Alsharq Tribune- Suivis
Le fait que l’Iran ait ciblé Diego Garcia, située à environ 4 000 kilomètres de ses frontières, laisse entendre que ses missiles possèdent une portée supérieure à celle officiellement reconnue par Téhéran jusqu'alors.
L'Iran a tenté de frapper "sans succès" vendredi la base américano-britannique de Diego Garcia, située en plein milieu de l'océan Indien, à 4.000 kilomètres de son territoire, a confirmé une source officielle britannique samedi à l'AFP.
Selon elle, cette tentative a eu lieu avant que le gouvernement britannique annonce vendredi soir que les Etats-Unis étaient autorisés à utiliser certaines de ses bases pour frapper des sites iraniens servant à attaquer des navires dans le détroit d'Ormuz, dans le cadre d'"opérations défensives" déjà annoncées.
C'est la première utilisation opérationnelle de missiles balistiques de portée intermédiaire (IRBM) par l’Iran, ainsi qu’une tentative significative de projeter sa force bien au-delà du Moyen-Orient pour menacer les intérêts américains, a commenté le Wall Street Journal.
Selon deux sources proches du dossier, l’un des missiles a connu une défaillance en plein vol, tandis qu’un navire de guerre américain a tiré un intercepteur SM-3 contre le second. D’après l’un des responsables, il n’a pas pu être déterminé si l’interception a réussi.
Le fait que l’Iran ait ciblé Diego Garcia, située à environ 4 000 kilomètres de ses frontières, laisse entendre que ses missiles possèdent une portée supérieure à celle officiellement reconnue par Téhéran jusqu'alors. Le ministre des Affaires étrangères, Abbas Araghchi, déclarait pourtant le mois dernier que l’Iran avait délibérément limité la portée de ses missiles à 2 000 kilomètres.
Iran Watch, qui fait partie du Wisconsin Project on Nuclear Arms Control, affirme que l’Iran dispose de missiles opérationnels capables d’atteindre 4 000 kilomètres.
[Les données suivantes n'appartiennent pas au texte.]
//! HTTP service: `POST /convert` in, zip out.
//!
//! A thin axum layer over [`crate::convert::convert_upload_with`]. The only
//! behaviour that lives here rather than in the pipeline is *when* the
//! workspace goes away on success: the [`crate::DeferredCleanup`] is moved
//! into the response body stream, so the workspace is removed once the last
//! byte of the archive has been written to the socket (or the client hung
//! up and the body was dropped).
//!
//! | Route           | Success                          | Failure |
//! |-----------------|----------------------------------|---------|
//! | `POST /convert` | `200 application/zip` attachment | `500 {"error": "…"}` (pipeline), `400`/`413` (upload) |
//! | `GET /health`   | `200 {"status": "ok"}`           | |

use crate::config::ConversionConfig;
use crate::convert::convert_upload_with;
use crate::error::Doc2ImgError;
use crate::output::ConvertedArchive;
use crate::pipeline::cleanup::DeferredCleanup;
use crate::pipeline::process::{ProcessRunner, SystemRunner};
use axum::body::{Body, Bytes};
use axum::extract::multipart::MultipartError;
use axum::extract::{DefaultBodyLimit, Multipart, State};
use axum::http::{header, StatusCode};
use axum::response::{IntoResponse, Response};
use axum::routing::{get, post};
use axum::{Json, Router};
use futures::Stream;
use serde::Serialize;
use std::net::SocketAddr;
use std::pin::Pin;
use std::sync::Arc;
use std::task::{Context, Poll};
use tokio_util::io::ReaderStream;
use tower_http::cors::CorsLayer;
use tower_http::trace::TraceLayer;
use tracing::{info, warn};

/// Listener settings for [`serve`].
#[derive(Debug, Clone)]
pub struct ServerConfig {
    /// Address to bind. Default: `0.0.0.0:8000`.
    pub listen: SocketAddr,
    /// Largest accepted request body in bytes. Default: 50 MiB.
    pub max_upload_bytes: usize,
}

impl Default for ServerConfig {
    fn default() -> Self {
        Self {
            listen: SocketAddr::from(([0, 0, 0, 0], 8000)),
            max_upload_bytes: 50 * 1024 * 1024,
        }
    }
}

/// Shared, read-only state handed to every request.
#[derive(Clone)]
pub struct AppState {
    config: Arc<ConversionConfig>,
    runner: Arc<dyn ProcessRunner>,
}

impl AppState {
    /// State using the system converters.
    pub fn new(config: ConversionConfig) -> Self {
        let runner = Arc::new(SystemRunner::new(config.stage_timeout()));
        Self::with_runner(config, runner)
    }

    pub fn with_runner(config: ConversionConfig, runner: Arc<dyn ProcessRunner>) -> Self {
        Self {
            config: Arc::new(config),
            runner,
        }
    }
}

/// Build the application router.
pub fn router(state: AppState, max_upload_bytes: usize) -> Router {
    Router::new()
        .route("/convert", post(convert))
        .route("/health", get(health))
        .layer(DefaultBodyLimit::max(max_upload_bytes))
        .layer(CorsLayer::permissive())
        .layer(TraceLayer::new_for_http())
        .with_state(state)
}

/// Bind and serve until Ctrl-C.
pub async fn serve(server: ServerConfig, config: ConversionConfig) -> std::io::Result<()> {
    let listener = tokio::net::TcpListener::bind(server.listen).await?;
    info!("Listening on http://{}", listener.local_addr()?);
    axum::serve(listener, router(AppState::new(config), server.max_upload_bytes))
        .with_graceful_shutdown(shutdown_signal())
        .await
}

async fn shutdown_signal() {
    if let Err(e) = tokio::signal::ctrl_c().await {
        warn!("Failed to listen for Ctrl-C: {}", e);
        std::future::pending::<()>().await;
    }
    info!("Shutting down");
}

// ── Handlers ─────────────────────────────────────────────────────────────

async fn health() -> impl IntoResponse {
    Json(serde_json::json!({ "status": "ok" }))
}

async fn convert(State(state): State<AppState>, mut multipart: Multipart) -> Response {
    let (file_name, bytes) = match read_upload(&mut multipart).await {
        Ok(Some(upload)) => upload,
        Ok(None) => return ApiError::bad_request("No file uploaded").into_response(),
        Err(e) => return ApiError::from(e).into_response(),
    };

    match convert_upload_with(file_name, bytes.to_vec(), &state.config, Arc::clone(&state.runner)).await
    {
        Ok(archive) => archive_response(archive).await,
        Err(e) => ApiError::from(e).into_response(),
    }
}

/// First multipart field carrying a file name, preferring one named `file`.
async fn read_upload(multipart: &mut Multipart) -> Result<Option<(String, Bytes)>, MultipartError> {
    let mut fallback = None;
    while let Some(field) = multipart.next_field().await? {
        let Some(file_name) = field.file_name().map(str::to_string) else {
            continue;
        };
        let is_file_field = field.name() == Some("file");
        let bytes = field.bytes().await?;
        if is_file_field {
            return Ok(Some((file_name, bytes)));
        }
        if fallback.is_none() {
            fallback = Some((file_name, bytes));
        }
    }
    Ok(fallback)
}

/// Stream the archive, keeping its workspace alive until the body is done.
async fn archive_response(archive: ConvertedArchive) -> Response {
    let file = match tokio::fs::File::open(archive.path()).await {
        Ok(f) => f,
        Err(e) => {
            return ApiError::from(Doc2ImgError::Resource {
                path: archive.path().to_path_buf(),
                source: e,
            })
            .into_response();
        }
    };

    let (packaged, _stats, cleanup) = archive.into_parts();
    let body = ArchiveBody {
        stream: ReaderStream::new(file),
        _cleanup: cleanup,
    };

    let built = Response::builder()
        .status(StatusCode::OK)
        .header(header::CONTENT_TYPE, "application/zip")
        .header(header::CONTENT_LENGTH, packaged.size_bytes)
        .header(
            header::CONTENT_DISPOSITION,
            content_disposition(&packaged.filename),
        )
        .body(Body::from_stream(body));

    match built {
        Ok(response) => response,
        Err(e) => ApiError::internal(format!("Failed to build response: {e}")).into_response(),
    }
}

/// Archive bytes plus the hook that removes their workspace.
///
/// Fields drop in order: the file handle closes, then the workspace goes.
struct ArchiveBody {
    stream: ReaderStream<tokio::fs::File>,
    _cleanup: DeferredCleanup,
}

impl Stream for ArchiveBody {
    type Item = std::io::Result<Bytes>;

    fn poll_next(self: Pin<&mut Self>, cx: &mut Context<'_>) -> Poll<Option<Self::Item>> {
        Pin::new(&mut self.get_mut().stream).poll_next(cx)
    }
}

/// `attachment` disposition with an ASCII fallback and an RFC 5987 name.
fn content_disposition(filename: &str) -> String {
    let ascii: String = filename
        .chars()
        .map(|c| {
            if (c.is_ascii_graphic() && c != '"' && c != '\\') || c == ' ' {
                c
            } else {
                '_'
            }
        })
        .collect();
    format!(
        "attachment; filename=\"{}\"; filename*=UTF-8''{}",
        ascii,
        urlencoding::encode(filename)
    )
}

// ── Errors ───────────────────────────────────────────────────────────────

#[derive(Serialize)]
struct ErrorBody {
    error: String,
}

/// An error rendered as `{"error": "<message>"}`.
#[derive(Debug)]
pub struct ApiError {
    status: StatusCode,
    message: String,
}

impl ApiError {
    fn bad_request(message: impl Into<String>) -> Self {
        Self {
            status: StatusCode::BAD_REQUEST,
            message: message.into(),
        }
    }

    fn internal(message: impl Into<String>) -> Self {
        Self {
            status: StatusCode::INTERNAL_SERVER_ERROR,
            message: message.into(),
        }
    }
}

impl From<Doc2ImgError> for ApiError {
    fn from(e: Doc2ImgError) -> Self {
        Self::internal(e.to_string())
    }
}

impl From<MultipartError> for ApiError {
    fn from(e: MultipartError) -> Self {
        Self {
            status: e.status(),
            message: e.body_text(),
        }
    }
}

impl IntoResponse for ApiError {
    fn into_response(self) -> Response {
        if self.status.is_server_error() {
            warn!("Request failed: {}", self.message);
        }
        (self.status, Json(ErrorBody { error: self.message })).into_response()
    }
}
De son côté, le centre de recherche israélien Alma estime la portée maximale des missiles iraniens à environ 3 000 kilomètres, tout en précisant que certains rapports font état du développement d’armes dotées de portées encore plus longues.
Située sur une île isolée de l'archipel des Chagos, Diego Garcia est l'une des deux bases que le Royaume-Uni a permis aux Etats-Unis d'utiliser pour des "opérations défensives spécifiques contre l'Iran".
Londres a confirmé vendredi que les Américains pouvaient en faire usage pour frapper des sites iraniens visant le détroit d'Ormuz, une décision que Londres aurait dû prendre "beaucoup plus rapidement", a fustigé Donald Trump.
Le chef de la diplomatie iranienne, Abbas Araghchi, a accusé le Premier ministre Keir Starmer de mettre "des vies britanniques en danger en autorisant l'utilisation" de ces bases, ajoutant que l'Iran "exercerait son droit à la légitime défense".
La base de Diego Garcia est stratégique pour les Etats-Unis, qui y stationnent notamment des sous-marins nucléaires, bombardiers et destroyers.
Le Royaume-Uni a signé en 2025 un accord pour rétrocéder l'archipel des Chagos à l'île Maurice tout en conservent un bail de 99 ans sur Diego Garcia afin de maintenir la base.
Quelques heures après une attaque contre le site nucléaire iranien de Natanz, Israël a prévenu samedi que l'intensité des frappes en Iran va "augmenter considérablement".